To make the mix mode work, a brand new layer must be created. To attain this we are able to use .graphicsLayer(compositingStrategy = CompositingStrategy.Offscreen)*. The rendering of the content material will at all times be rendered to the offscreen buffer first, after which drawn to the vacation spot, no matter another parameters configured on the graphics layer.
* (That is an replace to our earlier implementation used .graphicsLayer(alpha = 0.99f) cheat. @romainguy helped us have a clearer selection within the feedback).
Field(
modifier = modifier
.graphicsLayer(compositingStrategy = CompositingStrategy.Offscreen)
.drawWithContent {
drawTextWithBlendMode(
masks = paths.pathList[0],
textStyle = textStyle,
unitTextStyle = unitTextStyle,
textOffset = textOffset,
textual content = textual content,
unitTextOffset = unitTextProgress,
textMeasurer = textMeasurer,
)
}
) {
Textual content(
modifier = content material().modifier
.align(content material().align)
.onGloballyPositioned {
elementParams.place = it.positionInParent()

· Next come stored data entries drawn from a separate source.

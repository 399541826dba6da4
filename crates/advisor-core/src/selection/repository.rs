//! Selection repository trait.

use crate::catalog::ProductId;
use crate::error::Result;

/// Durable storage for the selected product identifiers.
///
/// Implementations are synchronous: the selection set calls `save` before a
/// mutating operation returns, so a visible change is never lost.
pub trait SelectionRepository: Send + Sync {
    /// Replaces the persisted identifiers with `ids`.
    fn save(&self, ids: &[ProductId]) -> Result<()>;

    /// Reads the persisted identifiers.
    ///
    /// Never fails: absent, unparsable or wrongly shaped state is reported as
    /// an empty list.
    fn load(&self) -> Vec<ProductId>;
}
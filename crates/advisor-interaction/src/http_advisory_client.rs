//! HttpAdvisoryClient - POSTs the conversation to the advisory endpoint.
//!
//! The endpoint is a thin proxy in front of a language model. It accepts
//! `{ "messages": [ {role, content}, ... ] }` and answers `{ "reply": "..." }`.
//! No API key ever passes through this client; the proxy holds it.

use advisor_core::advisory::{AdvisoryBackend, FALLBACK_REPLY};
use advisor_core::conversation::Message;
use advisor_core::error::{AdvisorError, Result};
use advisor_infrastructure::AdvisorConfig;
use async_trait::async_trait;
use reqwest::Client;
use serde::{Deserialize, Serialize};

/// Advisory backend that talks to the configured HTTP endpoint.
#[derive(Clone)]
pub struct HttpAdvisoryClient {
    client: Client,
    endpoint: Option<String>,
}

impl HttpAdvisoryClient {
    /// Creates a client for the given endpoint URL.
    pub fn new(endpoint: impl Into<String>) -> Self {
        Self {
            client: Client::new(),
            endpoint: Some(endpoint.into()),
        }
    }

    /// Creates a client from configuration.
    ///
    /// A missing endpoint does not fail here; every request will fail with
    /// `AdvisorError::Configuration` before touching the network. Use
    /// [`HttpAdvisoryClient::try_from_config`] to fail at startup instead.
    pub fn from_config(config: &AdvisorConfig) -> Self {
        Self {
            client: Client::new(),
            endpoint: config.endpoint().ok().map(str::to_string),
        }
    }

    /// Creates a client from configuration, failing fast without an endpoint.
    pub fn try_from_config(config: &AdvisorConfig) -> Result<Self> {
        Ok(Self::new(config.endpoint()?))
    }

    /// Overrides the underlying HTTP client.
    pub fn with_client(mut self, client: Client) -> Self {
        self.client = client;
        self
    }

    fn endpoint(&self) -> Result<&str> {
        self.endpoint
            .as_deref()
            .map(str::trim)
            .filter(|endpoint| !endpoint.is_empty())
            .ok_or_else(|| AdvisorError::config("Advisory endpoint not set"))
    }

    async fn send_request(&self, endpoint: &str, body: &ReplyRequest<'_>) -> Result<String> {
        let response = self
            .client
            .post(endpoint)
            .header("content-type", "application/json")
            .json(body)
            .send()
            .await
            .map_err(|err| AdvisorError::network(format!("Advisory request failed: {err}")))?;

        let status = response.status();
        if !status.is_success() {
            let body_text = response.text().await.unwrap_or_default();
            return Err(AdvisorError::remote(status.as_u16(), body_text));
        }

        let bytes = response
            .bytes()
            .await
            .map_err(|err| AdvisorError::network(format!("Failed to read advisory reply: {err}")))?;

        match extract_reply(&bytes) {
            Ok(reply) => Ok(reply),
            Err(err) => {
                tracing::warn!("[HttpAdvisoryClient] {}; substituting fallback reply", err);
                Ok(FALLBACK_REPLY.to_string())
            }
        }
    }
}

#[async_trait]
impl AdvisoryBackend for HttpAdvisoryClient {
    async fn request_reply(&self, messages: &[Message]) -> Result<Message> {
        let endpoint = self.endpoint()?;
        tracing::debug!(
            "[HttpAdvisoryClient] POST {} with {} message(s)",
            endpoint,
            messages.len()
        );

        let reply = self.send_request(endpoint, &ReplyRequest { messages }).await?;
        Ok(Message::assistant(reply))
    }
}

#[derive(Serialize)]
struct ReplyRequest<'a> {
    messages: &'a [Message],
}

#[derive(Deserialize)]
struct ReplyResponse {
    reply: Option<String>,
}

fn extract_reply(body: &[u8]) -> Result<String> {
    let parsed: ReplyResponse = serde_json::from_slice(body)
        .map_err(|err| AdvisorError::malformed(format!("Unparsable advisory reply: {err}")))?;

    parsed
        .reply
        .filter(|reply| !reply.trim().is_empty())
        .ok_or_else(|| AdvisorError::malformed("Advisory reply has no `reply` field"))
}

elementParams.measurement = it.measurement
},
textual content = "46FT",
model = content material().textStyle
)
}
First we draw the textual content, then we draw a wave, which is used as a masks. That is official doc relating to the completely different mix modes obtainable to builders
enjoyable DrawScope.drawTextWithBlendMode(
masks: Path,
textMeasurer: TextMeasurer,
textStyle: TextStyle,
textual content: String,
textOffset: Offset,
unitTextOffset: Offset,
unitTextStyle: TextStyle,
) {
drawText(
textMeasurer = textMeasurer,
topLeft = textOffset,
textual content = textual content,
model = textStyle,
)
drawText(
textMeasurer = textMeasurer,
topLeft = unitTextOffset,
textual content = "FT",
model = unitTextStyle,
)
drawPath(
path = masks,
shade = Water,
blendMode = BlendMode.SrcIn
)
}
Now you possibly can see the complete outcomes:
Conclusion
This turned out to be a slightly convoluted implementation, however that’s to be anticipated primarily based on the supply documentation. We’re completely happy to have the ability to achieve this a lot utilizing the native Compose engine. You may also tweak the parameters to get a extra engaging water impact, however we determined to cease on the proof of idea. As traditional, the repo incorporates the complete implementation. Should you like this tutorial you possibly can verify find out how to clone dribbling sound app in Jetpack Compose This or discover extra fascinating stuff in our profile.